#### [DIRECTIONS]
From the entries that follow, pick out all lines holding "crate".
==================================================
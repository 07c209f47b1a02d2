//! Stage 3: enforce bar invariants and seal the series.

use super::resample::Resampled;
use super::CleanOutput;
use crate::domain::{
    BarInterval, CanonicalBar, Defect, DefectKind, DefectReport, Resolution, Series,
};
use crate::error::PipelineError;
use tracing::debug;

/// Clamp every bar into OHLC order, verify the grid and build the `Series`.
///
/// A grid that is not strictly increasing with constant `interval` spacing is
/// a bug in the resampler, never a data problem, and fails the run.
pub fn normalize(
    resampled: Resampled,
    symbol: &str,
    interval: BarInterval,
) -> Result<CleanOutput, PipelineError> {
    let Resampled {
        mut bars,
        mut defects,
    } = resampled;

    let mut clamped = 0usize;
    for bar in &mut bars {
        let before = (bar.high, bar.low);
        if bar.clamp_range() {
            clamped += 1;
            defects.push(Defect::new(
                bar.timestamp,
                DefectKind::OrderingClamped,
                Resolution::Clamped,
                format!(
                    "high/low {}/{} widened to {}/{}",
                    before.0, before.1, bar.high, bar.low
                ),
            ));
        }
    }

    verify_grid(&bars, interval)?;

    for (index, bar) in bars.iter().enumerate() {
        if !bar.is_sane() {
            return Err(PipelineError::GridIntegrity {
                index,
                detail: format!("bar at {} violates OHLCV invariants", bar.timestamp),
            });
        }
    }

    debug!(bars = bars.len(), clamped, "normalize stage complete");

    Ok(CleanOutput {
        series: Series::new(symbol.to_owned(), interval, bars),
        report: DefectReport::from_fragments([defects]),
    })
}

/// Check grid-aligned, strictly increasing, evenly spaced timestamps.
pub fn verify_grid(bars: &[CanonicalBar], interval: BarInterval) -> Result<(), PipelineError> {
    if let Some(first) = bars.first() {
        if !interval.is_aligned(first.timestamp) {
            return Err(PipelineError::GridIntegrity {
                index: 0,
                detail: format!("{} is not on the {} grid", first.timestamp, interval),
            });
        }
    }

    let step = interval.as_duration();
    for (i, pair) in bars.windows(2).enumerate() {
        let spacing = pair[1].timestamp - pair[0].timestamp;
        if spacing != step {
            return Err(PipelineError::GridIntegrity {
                index: i + 1,
                detail: format!(
                    "spacing {}ms between {} and {}, expected {}",
                    spacing.num_milliseconds(),
                    pair[0].timestamp,
                    pair[1].timestamp,
                    interval
                ),
            });
        }
    }
    Ok(())
}

#[cfg(test)]
mod tests {
    use super::*;
    use chrono::{DateTime, TimeZone, Utc};

    fn at(secs: i64) -> DateTime<Utc> {
        Utc.timestamp_opt(secs, 0).unwrap()
    }

    fn minute() -> BarInterval {
        BarInterval::from_secs(60).unwrap()
    }

    fn canonical(secs: i64, open: f64, high: f64, low: f64, close: f64) -> CanonicalBar {
        CanonicalBar {
            timestamp: at(secs),
            open,
            high,
            low,
            close,
            volume: 1.0,
            is_synthetic: false,
        }
    }

    #[test]
    fn clamps_out_of_order_bar() {
        let resampled = Resampled {
            bars: vec![canonical(0, 10.0, 9.5, 9.0, 10.2)],
            defects: Vec::new(),
        };
        let out = normalize(resampled, "BTC-USD", minute()).unwrap();

        let bar = out.series.bars()[0];
        assert_eq!(bar.high, 10.2);
        assert_eq!(bar.low, 9.0);
        assert_eq!(out.report.len(), 1);
        assert_eq!(out.report.entries()[0].kind, DefectKind::OrderingClamped);
    }

    #[test]
    fn uneven_spacing_is_grid_integrity_error() {
        let resampled = Resampled {
            bars: vec![
                canonical(0, 10.0, 11.0, 9.0, 10.0),
                canonical(60, 10.0, 11.0, 9.0, 10.0),
                canonical(180, 10.0, 11.0, 9.0, 10.0),
            ],
            defects: Vec::new(),
        };
        let err = normalize(resampled, "BTC-USD", minute()).unwrap_err();
        assert!(matches!(err, PipelineError::GridIntegrity { index: 2, .. }));
    }

    #[test]
    fn duplicate_timestamp_is_grid_integrity_error() {
        let bars = vec![
            canonical(0, 10.0, 11.0, 9.0, 10.0),
            canonical(0, 10.0, 11.0, 9.0, 10.0),
        ];
        assert!(matches!(
            verify_grid(&bars, minute()),
            Err(PipelineError::GridIntegrity { index: 1, .. })
        ));
    }

    #[test]
    fn negative_volume_is_grid_integrity_error() {
        let mut bar = canonical(0, 10.0, 11.0, 9.0, 10.0);
        bar.volume = -1.0;
        let resampled = Resampled {
            bars: vec![bar],
            defects: Vec::new(),
        };
        assert!(matches!(
            normalize(resampled, "BTC-USD", minute()),
            Err(PipelineError::GridIntegrity { index: 0, .. })
        ));
    }
}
==================================================
#### [RESULT OF THE TASK]
use crate::domain::{
use crate::error::PipelineError;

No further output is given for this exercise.